What puzzles me is how society decided that restraint equals maturity. That you should conceal your real self until someone earns access. That trust should be withheld until proven safe.

I’ve always operated in reverse.

I trust until I’m given a reason not to. I would rather risk disappointment than begin from suspicion. I don’t want to lose my faith in humanity. Yes, people can hurt each other. But most people are doing the best they know how to do. I choose to meet the world with openness, not armor.

Lately, what I’m learning is not how to feel less — but how to be okay with whatever I feel.

I grew up hearing “suck it up and deal with it.” Push through. Don’t dwell. Don’t be dramatic. But what that taught me, unintentionally, was that some feelings weren’t acceptable. That certain emotions should be swallowed instead of understood.

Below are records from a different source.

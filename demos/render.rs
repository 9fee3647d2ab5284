// Renders a short phrase through the engine and writes it to riff.wav.

use hound::{SampleFormat, WavSpec, WavWriter};
use klavier::config::Config;
use klavier::controller::DEFAULT_VELOCITY;
use klavier::engine::{Engine, Timbre};
use klavier::mapper;

const SAMPLE_RATE: u32 = 44_100;

fn main() -> Result<(), Box<dyn std::error::Error>> {
    simple_logging::log_to_stderr(log::LevelFilter::Info);

    let mut engine = Engine::new(SAMPLE_RATE as f32);
    engine.set_timbre(Timbre::Organ);

    let cfg = Config::default(); // Flex, C Major, one octave

    let spec = WavSpec {
        channels:        1,
        sample_rate:     SAMPLE_RATE,
        bits_per_sample: 32,
        sample_format:   SampleFormat::Float,
    };
    let mut wav = WavWriter::create("riff.wav", spec)?;
    let mut buf = vec![0.0f32; SAMPLE_RATE as usize / 2];

    // Walk up the bottom row: C E G B C.
    for key in ['z', 'c', 'b', 'm', ','] {
        let Some(mapping) = mapper::map_key(key, false, &cfg) else {
            continue;
        };
        log::info!("key {:?} -> {}", key, mapping.play);
        engine.start(&mapping.play, DEFAULT_VELOCITY);
        engine.render(&mut buf);
        for &s in &buf {
            wav.write_sample(s)?;
        }
        engine.stop(&mapping.play);
    }

    // Let the last release ring out.
    while !engine.is_quiet() {
        engine.render(&mut buf);
        for &s in &buf {
            wav.write_sample(s)?;
        }
    }

    wav.finalize()?;
    Ok(())
}
// Keyboard settings: layout family, octave range, scale, focus.

use log::warn;

use crate::layout::{self, LayoutFamily, Mode};

/// One settings value, owned by the controller and mutated only through
/// the setters below.
#[derive(Clone, Debug)]
pub struct Config {
    pub layout:       LayoutFamily,
    pub octave_range: u8,    // 1..=4
    pub root:         usize, // index into pitch::FLAT_NAMES
    pub mode:         Mode,
    pub focus:        bool,
}

impl Default for Config {
    fn default() -> Self {
        Config {
            layout:       LayoutFamily::Flex,
            octave_range: 1,
            root:         0, // C
            mode:         Mode::Major,
            focus:        false,
        }
    }
}

impl Config {
    /// Switches the active scale. An unrecognized root or mode name
    /// leaves the previous scale in place.
    pub fn set_scale(&mut self, root: &str, mode: &str) {
        match (layout::root_index(root), Mode::from_name(mode)) {
            (Some(r), Some(m)) => {
                self.root = r;
                self.mode = m;
            }
            _ => warn!("no keymap for {} {}", root, mode),
        }
    }

    pub fn set_layout(&mut self, layout: LayoutFamily) {
        self.layout = layout;
    }

    /// Octave-range settings outside 1..=4 are ignored.
    pub fn set_octave_range(&mut self, octaves: u8) {
        if (1..=4).contains(&octaves) {
            self.octave_range = octaves;
        }
    }

    pub fn set_focus(&mut self, on: bool) {
        self.focus = on;
    }
}
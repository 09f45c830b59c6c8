use alloc::{boxed::Box, string::String};
use core::fmt::{self, Display, Formatter};

use super::instantiate::InstantiateErrorKind;
use crate::key::FactoryKey;

#[derive(thiserror::Error, Debug)]
pub enum ResolveErrorKind {
    #[error("Circular dependency detected: {path}")]
    CircularDependency { path: CyclePath },
    #[error(
        "Type mismatch{}: expected {expected}, actual {actual}",
        factory.map(|name| alloc::format!(" for factory `{name}`")).unwrap_or_default(),
    )]
    TypeMismatch {
        expected: &'static str,
        actual: &'static str,
        factory: Option<&'static str>,
    },
    #[error("Invalid argument: {reason}")]
    InvalidArgument { reason: String },
    #[error("No instance registered for type {type_name}")]
    NotRegistered { type_name: &'static str },
    #[error(transparent)]
    Instantiate(#[from] InstantiateErrorKind),
}

impl From<anyhow::Error> for ResolveErrorKind {
    fn from(err: anyhow::Error) -> Self {
        Self::Instantiate(InstantiateErrorKind::Custom(err))
    }
}

/// One factory of a detected cycle.
///
/// `type_name` is known only for factories whose product is already cached,
/// which is never the case for the factory that closed the cycle.
#[derive(Debug, Clone, Copy, PartialEq, Eq)]
pub struct CycleNode {
    pub key: FactoryKey,
    pub type_name: Option<&'static str>,
}

impl Display for CycleNode {
    fn fmt(&self, f: &mut Formatter<'_>) -> fmt::Result {
        match self.type_name {
            Some(type_name) => f.write_str(type_name),
            None => write!(f, "unknown({})", self.key),
        }
    }
}

/// Factories of a cycle, from the first occurrence of the repeated factory up to its re-entry.
#[derive(Debug, Clone, PartialEq, Eq)]
pub struct CyclePath(pub Box<[CycleNode]>);

impl CyclePath {
    #[inline]
    #[must_use]
    pub fn nodes(&self) -> &[CycleNode] {
        &self.0
    }

    #[inline]
    #[must_use]
    pub fn len(&self) -> usize {
        self.0.len()
    }

    #[inline]
    #[must_use]
    pub fn is_empty(&self) -> bool {
        self.0.is_empty()
    }

    /// Symbolic names of the factories, in resolution order.
    pub fn factory_names(&self) -> impl Iterator<Item = &'static str> + '_ {
        self.0.iter().map(|node| node.key.name())
    }
}

impl Display for CyclePath {
    fn fmt(&self, f: &mut Formatter<'_>) -> fmt::Result {
        if self.0.is_empty() {
            return f.write_str("[empty path]");
        }

        f.write_str("[")?;
        for (index, node) in self.0.iter().enumerate() {
            if index > 0 {
                f.write_str(" -> ")?;
            }
            write!(f, "{node}")?;
        }
        f.write_str("]")
    }
}

#[cfg(test)]
mod tests {
    use super::{CycleNode, CyclePath, ResolveErrorKind};
    use crate::key::FactoryKey;

    use alloc::vec;

    #[test]
    fn test_cycle_path_display() {
        let a = FactoryKey::named("a").unwrap();
        let b = FactoryKey::named("b").unwrap();
        let path = CyclePath(
            vec![
                CycleNode {
                    key: a,
                    type_name: Some("ServiceA"),
                },
                CycleNode { key: b, type_name: None },
                CycleNode { key: a, type_name: None },
            ]
            .into_boxed_slice(),
        );

        assert_eq!(path.to_string(), "[ServiceA -> unknown(b) -> unknown(a)]");
        assert_eq!(path.factory_names().collect::<alloc::vec::Vec<_>>(), ["a", "b", "a"]);

        let err = ResolveErrorKind::CircularDependency { path };
        assert!(err.to_string().starts_with("Circular dependency detected: [ServiceA"));
    }

    #[test]
    fn test_type_mismatch_display() {
        let err = ResolveErrorKind::TypeMismatch {
            expected: "u8",
            actual: "i8",
            factory: Some("db"),
        };
        assert_eq!(err.to_string(), "Type mismatch for factory `db`: expected u8, actual i8");

        let err = ResolveErrorKind::TypeMismatch {
            expected: "u8",
            actual: "i8",
            factory: None,
        };
        assert_eq!(err.to_string(), "Type mismatch: expected u8, actual i8");
    }
}
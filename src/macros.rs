macro_rules! all_the_tuples {
    ($name:ident) => {
        $name!([T1]);
        $name!([T1, T2]);
        $name!([T1, T2, T3]);
        $name!([T1, T2, T3, T4]);
        $name!([T1, T2, T3, T4, T5]);
        $name!([T1, T2, T3, T4, T5, T6]);
        $name!([T1, T2, T3, T4, T5, T6, T7]);
        $name!([T1, T2, T3, T4, T5, T6, T7, T8]);
    };
}
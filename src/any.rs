use alloc::{collections::BTreeMap, sync::Arc};
use core::{
    any::{type_name, Any, TypeId},
    cmp::Ordering,
};

use crate::{cache::Slot, key::FactoryKey};

/// Runtime descriptor of a stored value: its [`TypeId`] plus the readable name used in errors and listings.
#[derive(Debug, Clone, Copy)]
pub struct TypeInfo {
    pub name: &'static str,
    pub id: TypeId,
}

impl PartialEq for TypeInfo {
    fn eq(&self, other: &Self) -> bool {
        self.id == other.id
    }
}

impl Eq for TypeInfo {}

impl PartialOrd for TypeInfo {
    fn partial_cmp(&self, other: &Self) -> Option<Ordering> {
        Some(self.cmp(other))
    }
}

impl Ord for TypeInfo {
    fn cmp(&self, other: &Self) -> Ordering {
        self.id.cmp(&other.id)
    }
}

impl TypeInfo {
    #[inline]
    #[must_use]
    pub fn of<T>() -> Self
    where
        T: ?Sized + 'static,
    {
        Self {
            name: type_name::<T>(),
            id: TypeId::of::<T>(),
        }
    }

    #[inline]
    #[must_use]
    pub fn short_name(&self) -> &'static str {
        let path = self.name.split('<').next().unwrap_or(self.name);
        path.rsplit_once("::").map_or(self.name, |(prefix, _)| &self.name[prefix.len() + 2..])
    }
}

pub(crate) type RcAny = Arc<dyn Any + Send + Sync>;

pub(crate) type Map = BTreeMap<FactoryKey, Slot>;

#[cfg(test)]
mod tests {
    use super::TypeInfo;

    mod inner {
        pub struct Database;
        pub struct Wrapper<T>(pub T);
    }

    #[test]
    fn test_short_name() {
        assert_eq!(TypeInfo::of::<inner::Database>().short_name(), "Database");
        assert_eq!(TypeInfo::of::<u32>().short_name(), "u32");
        assert_eq!(
            TypeInfo::of::<inner::Wrapper<inner::Database>>().short_name(),
            "Wrapper<lazioc::any::tests::inner::Database>"
        );
    }

    #[test]
    fn test_eq_by_id() {
        assert_eq!(TypeInfo::of::<u8>(), TypeInfo::of::<u8>());
        assert_ne!(TypeInfo::of::<u8>(), TypeInfo::of::<i8>());
    }
}
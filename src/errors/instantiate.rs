/// Error returned by a fallible factory.
#[derive(thiserror::Error, Debug)]
pub enum InstantiateErrorKind {
    #[error(transparent)]
    Custom(#[from] anyhow::Error),
}
use alloc::sync::Arc;
use tracing::debug;

use crate::{container::Container, errors::ResolveErrorKind, key::FactoryKey, lifetime::Lifetime};

/// Zero-argument constructor of a component.
///
/// Implemented for every fn item and closure returning a `Send + Sync` value.
pub trait Factory: 'static {
    type Output: Send + Sync + 'static;

    fn create(self) -> Self::Output;
}

impl<F, T> Factory for F
where
    F: FnOnce() -> T + 'static,
    T: Send + Sync + 'static,
{
    type Output = T;

    #[inline]
    fn create(self) -> Self::Output {
        self()
    }
}

/// Factories of the dependencies of a constructor, resolved as singletons in order.
///
/// Implemented for tuples of up to 8 [`Factory`]s.
pub trait Dependencies {
    type Resolved;

    /// # Errors
    /// Returns the first error of resolving a dependency
    fn resolve(self, container: &Container) -> Result<Self::Resolved, ResolveErrorKind>;
}

/// Constructor receiving the resolved dependencies `Deps`.
///
/// Implemented for `FnOnce(Arc<D1>, ..., Arc<Dn>) -> T` where `Di` are the products of the dependency factories.
pub trait Constructor<Deps: Dependencies> {
    type Output;

    fn construct(self, dependencies: Deps::Resolved) -> Self::Output;
}

impl Container {
    #[inline]
    pub(crate) fn resolve_factory<F: Factory>(&self, factory: F) -> Result<Arc<F::Output>, ResolveErrorKind> {
        let key = FactoryKey::of::<F>()?;
        self.resolve_by_key(key, Lifetime::Singleton, move || Ok(factory.create()))
    }

    /// Resolves `dependencies` and passes them to `constructor`, returning the built value uncached.
    ///
    /// # Example
    /// ```rust
    /// use lazioc::Container;
    /// use std::sync::Arc;
    ///
    /// struct Config;
    /// struct Database;
    /// struct UserService(Arc<Config>, Arc<Database>);
    ///
    /// fn new_database() -> Database {
    ///     Database
    /// }
    ///
    /// let container = Container::new();
    /// let service = container.inject(UserService, (|| Config, new_database)).unwrap();
    ///
    /// assert!(Arc::ptr_eq(&service.1, &container.resolve(new_database).unwrap()));
    /// ```
    ///
    /// # Errors
    /// Returns the first error of resolving a dependency
    pub fn inject<C, D>(&self, constructor: C, dependencies: D) -> Result<C::Output, ResolveErrorKind>
    where
        D: Dependencies,
        C: Constructor<D>,
    {
        let dependencies = dependencies.resolve(self)?;
        Ok(constructor.construct(dependencies))
    }

    /// Same as [`Self::inject`], caching the built value under the constructor's key for the given lifetime.
    ///
    /// Dependencies are resolved while the constructor is on the resolution path,
    /// so a dependency resolving the constructor again is reported as a cycle.
    ///
    /// # Errors
    /// - Returns [`ResolveErrorKind::InvalidArgument`] if `constructor` is a function pointer or a trait object
    /// - Returns [`ResolveErrorKind::CircularDependency`] if the constructor is already being resolved on the calling thread
    /// - Returns the first error of resolving a dependency
    pub fn inject_with<C, D>(&self, constructor: C, dependencies: D, lifetime: Lifetime) -> Result<Arc<C::Output>, ResolveErrorKind>
    where
        D: Dependencies,
        C: Constructor<D> + 'static,
        C::Output: Send + Sync + 'static,
    {
        let key = FactoryKey::of::<C>()?;
        self.resolve_by_key(key, lifetime, move || {
            let dependencies = dependencies.resolve(self)?;
            debug!("Dependencies resolved");

            Ok(constructor.construct(dependencies))
        })
    }
}

macro_rules! impl_dependencies {
    (
        [$($ty:ident),*]
    ) => {
        #[allow(non_snake_case)]
        impl<$($ty,)*> Dependencies for ($($ty,)*)
        where
            $( $ty: Factory, )*
        {
            type Resolved = ($(Arc<<$ty as Factory>::Output>,)*);

            fn resolve(self, container: &Container) -> Result<Self::Resolved, ResolveErrorKind> {
                let ($($ty,)*) = self;
                Ok(($(container.resolve_factory($ty)?,)*))
            }
        }

        #[allow(non_snake_case)]
        impl<C, R, $($ty,)*> Constructor<($($ty,)*)> for C
        where
            C: FnOnce($(Arc<<$ty as Factory>::Output>,)*) -> R,
            $( $ty: Factory, )*
        {
            type Output = R;

            fn construct(self, ($($ty,)*): ($(Arc<<$ty as Factory>::Output>,)*)) -> Self::Output {
                self($($ty,)*)
            }
        }
    };
}

all_the_tuples!(impl_dependencies);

The truth is, you cannot change a feeling you refuse to acknowledge. You cannot transform what you are resisting. The more we push emotions down, the more they demand to be seen. Feelings don’t disappear just because we decide they’re inconvenient.

If we want them to shift, we have to allow them first.

Especially in matters of the heart, I’ve been told to hold back. “Don’t give yourself away too fast.” “Protect yourself.” “Keep some mystery.” I understand the logic. But I don’t know how to not give myself — even a little. With me, what you see is what you get. I don’t know how to offer fragments.

People say I’m very emotional. They’re right. But that emotional depth is where my compassion comes from. It’s how I learned to care deeply. It’s how I connect. It’s how I create. It’s how I love.

Yes, sometimes I can overdo it. I can spiral. I can feel too much. But I would rather refine my emotional depth than amputate it.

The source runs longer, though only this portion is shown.